Question

State and prove mid point theorem

Answer 1

The line segment joining the mid-points of any two sides of a triangle is parallel to the third side and is equal to half of it.

Take a triangle ABC,E and F are the mid-points of side AB and AC resp.

Construction:-Through C,draw a line II BA to meet EF produced at D.

Proof:-
In Triangle AEF and CDF
1.AF=CF(F is midpoint of AC)
2.<AFE=<CFD (Vertically opp. angles)
3.<EAF=<DCF [Alt. angles,BA II CD(by construction) and AC is a transversal]
4.So,Triangle AEF = CDF(ASA)
5.EF=FD AND AE = CD (c.p.c.t)
6.AE=BE(E is midpoint of AB)
7.BE=CD(from 5 and 6)
8.EBCD is a IIgm [BA II CD (by construction) and BE = CD(from 7)]
9.EF II BC AND ED=BC (Since EBCD is a IIgm)
10.EF = 1/2 ED (Since EF = FD,from 5)
11.EF = 1/2 BC (Since ED = BC,from 9)
Hence,EF II BC AND EF = 1/2 BC which proves the mid-point theorem.

Answer 2

hey mate......

Mid-Point Theorem :-
The line segment joining the mid-points of two sides of a triangle is parallel to the third side and equal to half the third side.

Given: In triangle ABC, P and Q are mid-points of AB and AC respectively.

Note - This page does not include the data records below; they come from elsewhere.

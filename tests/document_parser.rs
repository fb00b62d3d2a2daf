use anyhow::{Result, bail};
use chrono::{NaiveDate, NaiveDateTime};
use grader_feedback::{
    DocumentError, Mode, NullTranslator, ParsableText,
    document::{
        DirectiveContext, MarkupWriter, VerbatimWriter, expand_hidden_until, fragments_to_rst,
        html_to_rst, parse_hidden_until,
    },
};

fn at(year: i32, month: u32, day: u32, hour: u32) -> NaiveDateTime {
    NaiveDate::from_ymd_opt(year, month, day)
        .and_then(|date| date.and_hms_opt(hour, 0, 0))
        .expect("valid date")
}

fn ctx(now: NaiveDateTime, show_everything: bool) -> DirectiveContext<'static> {
    DirectiveContext {
        now,
        show_everything,
        translator: &NullTranslator,
    }
}

const DOCUMENT: &str = "Intro\n\n.. hidden-until:: 2030-01-15 12:00\n\n    Secret hint.\n\nOutro\n";

struct FailingWriter;

impl MarkupWriter for FailingWriter {
    fn write_html(&self, _rst: &str) -> Result<String> {
        bail!("writer unavailable")
    }
}

#[test]
fn raw_html_block_indents_every_line() {
    assert_eq!(html_to_rst("<p>a</p>\n<p>b</p>"), ".. raw:: html\n\n    <p>a</p>\n    <p>b</p>\n");
    assert_eq!(
        fragments_to_rst(["<b>1</b>", "<b>2</b>"]),
        ".. raw:: html\n\n    <b>1</b>\n\n.. raw:: html\n\n    <b>2</b>\n"
    );
}

#[test]
fn all_date_formats_are_accepted() {
    let noon = at(2030, 1, 15, 12);
    assert_eq!(parse_hidden_until("2030-01-15 12:00"), Ok(noon));
    assert_eq!(parse_hidden_until("2030-01-15 12:00:00"), Ok(noon));
    assert_eq!(parse_hidden_until("15/01/2030 12:00"), Ok(noon));
    assert_eq!(parse_hidden_until(" 15/01/2030 12:00:00 "), Ok(noon));
    assert_eq!(parse_hidden_until("2030-01-15"), Ok(at(2030, 1, 15, 0)));
    assert_eq!(parse_hidden_until("15/01/2030"), Ok(at(2030, 1, 15, 0)));
    assert_eq!(parse_hidden_until("2030-01-15 12"), Ok(noon));
    assert_eq!(parse_hidden_until("15/01/2030 9"), Ok(at(2030, 1, 15, 9)));
    assert_eq!(
        parse_hidden_until("15/01/2030 25"),
        Err(DocumentError::InvalidDate("15/01/2030 25".to_string()))
    );
    assert_eq!(
        parse_hidden_until("next tuesday"),
        Err(DocumentError::InvalidDate("next tuesday".to_string()))
    );
}

#[test]
fn content_is_shown_after_the_date() {
    let expanded = expand_hidden_until(DOCUMENT, &ctx(at(2031, 1, 1, 0), false)).expect("expand");
    assert_eq!(expanded, "Intro\n\nSecret hint.\n\nOutro\n");
}

#[test]
fn content_is_replaced_before_the_date() {
    let expanded = expand_hidden_until(DOCUMENT, &ctx(at(2029, 1, 1, 0), false)).expect("expand");
    assert!(!expanded.contains("Secret hint."));
    assert!(expanded.contains(".. caution::"));
    assert!(expanded.contains("A part of this feedback is hidden until 15/01/2030 12:00:00."));
    assert!(expanded.starts_with("Intro\n"));
    assert!(expanded.ends_with("Outro\n"));
}

#[test]
fn staff_preview_shows_content_with_a_warning() {
    let expanded = expand_hidden_until(DOCUMENT, &ctx(at(2029, 1, 1, 0), true)).expect("expand");
    let warning = expanded
        .find("The feedback below will be hidden to the students until 15/01/2030 12:00:00.")
        .expect("warning");
    let hint = expanded.find("Secret hint.").expect("hint");
    assert!(warning < hint);
}

#[test]
fn nested_directives_are_expanded() {
    let document = ".. hidden-until:: 2020-01-01\n\n    Outer.\n\n    .. hidden-until:: \
                    2040-01-01\n\n        Inner.\n";
    let expanded = expand_hidden_until(document, &ctx(at(2030, 1, 1, 0), false)).expect("expand");

    assert!(expanded.contains("Outer."));
    assert!(!expanded.contains("Inner."));
    assert!(expanded.contains("hidden until 01/01/2040 00:00:00"));
}

#[test]
fn malformed_directives_are_errors() {
    let now = at(2030, 1, 1, 0);
    assert_eq!(
        expand_hidden_until(".. hidden-until:: soon\n\n    Text.\n", &ctx(now, false)),
        Err(DocumentError::InvalidDate("soon".to_string()))
    );
    assert_eq!(
        expand_hidden_until("Title\n\n.. hidden-until::\n\n    Text.\n", &ctx(now, false)),
        Err(DocumentError::MissingDate(3))
    );
    assert_eq!(
        expand_hidden_until(".. hidden-until:: 2020-01-01\n\nNot indented.\n", &ctx(now, false)),
        Err(DocumentError::EmptyContent(1))
    );
}

#[test]
fn parse_modes_dispatch() {
    let envelope = r#"[{"i": 0, "result": 100, "test_case": ["t.in", "t.out"], "input_sample": ""},
                       {"container_type": "multilang"}, {}]"#;
    let html = ParsableText::new(envelope, Mode::Json, &NullTranslator)
        .parse(&VerbatimWriter)
        .expect("parse json");
    assert_eq!(html, "<ul><li><strong>Test 1: ACCEPTED </strong></li></ul>");

    let raw = ParsableText::new("<p>kept</p>", Mode::Html, &NullTranslator)
        .parse(&VerbatimWriter)
        .expect("parse html");
    assert_eq!(raw, "<p>kept</p>");

    let rst = ParsableText::new(DOCUMENT, Mode::Rst, &NullTranslator)
        .set_now(at(2029, 1, 1, 0))
        .set_show_everything(true)
        .parse(&VerbatimWriter)
        .expect("parse rst");
    assert!(rst.contains("Secret hint."));
}

#[test]
fn writer_failures_fall_back_to_parsing_failed() {
    let text = ParsableText::new("*bold*", Mode::Rst, &NullTranslator);
    assert_eq!(text.parse(&FailingWriter), Ok("<b>Parsing failed</b>: <pre>*bold*</pre>".to_string()));
    assert_eq!(text.original_content(), "*bold*");
}

#[test]
fn staff_flag_reaches_the_renderer() {
    let envelope = r#"[{"i": 0, "result": 90, "test_case": ["t.in", "t.out"], "input_sample": ""},
                       {"container_type": "multilang"},
                       {"files_feedback": {"t.in": {"diff": "-1\n+2"}}}]"#;
    let student = ParsableText::new(envelope, Mode::Json, &NullTranslator)
        .parse(&VerbatimWriter)
        .expect("parse");
    assert!(!student.contains("updateDiffBlock"));

    let staff = ParsableText::new(envelope, Mode::Json, &NullTranslator)
        .set_staff(true)
        .parse(&VerbatimWriter)
        .expect("parse");
    assert!(staff.contains("updateDiffBlock(\"diffBlock0\", `-1\\n+2`);"));
}

#[test]
fn modes_parse_from_names() {
    assert_eq!("JSON".parse::<Mode>(), Ok(Mode::Json));
    assert_eq!("rst".parse::<Mode>(), Ok(Mode::Rst));
    assert_eq!("html".parse::<Mode>(), Ok(Mode::Html));
    assert_eq!("pdf".parse::<Mode>(), Err(DocumentError::UnknownMode("pdf".to_string())));
}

To Prove: i) PQ || BC ii) PQ = 1/ 2 BC

Construction: Draw CR || BA to meet PQ produced at R.

Proof:
∠QAP = ∠QCR. (Pair of alternate angles) ---------- (1)

AQ = QC. (∵ Q is the mid-point of side AC) ---------- (2)

∠AQP = ∠CQR (Vertically opposite angles) ---------- (3)

Thus, ΔAPQ ≅ ΔCRQ (ASA Congruence rule)

PQ = QR. (by CPCT). or PQ = 1/ 2 PR ---------- (4)

⇒ AP = CR (by CPCT) ........(5)

But, AP = BP. (∵ P is the mid-point of the side AB)

⇒ BP = CR

Also. BP || CR. (by construction)

In quadrilateral BCRP, BP = CR and BP || CR

Therefore, quadrilateral BCRP is a parallelogram.

BC || PR or, BC || PQ

Also, PR = BC (∵ BCRP is a parallelogram)

⇒ 1 /2 PR = 1/ 2 BC

⇒ PQ = 1/ 2 BC. [from (4)]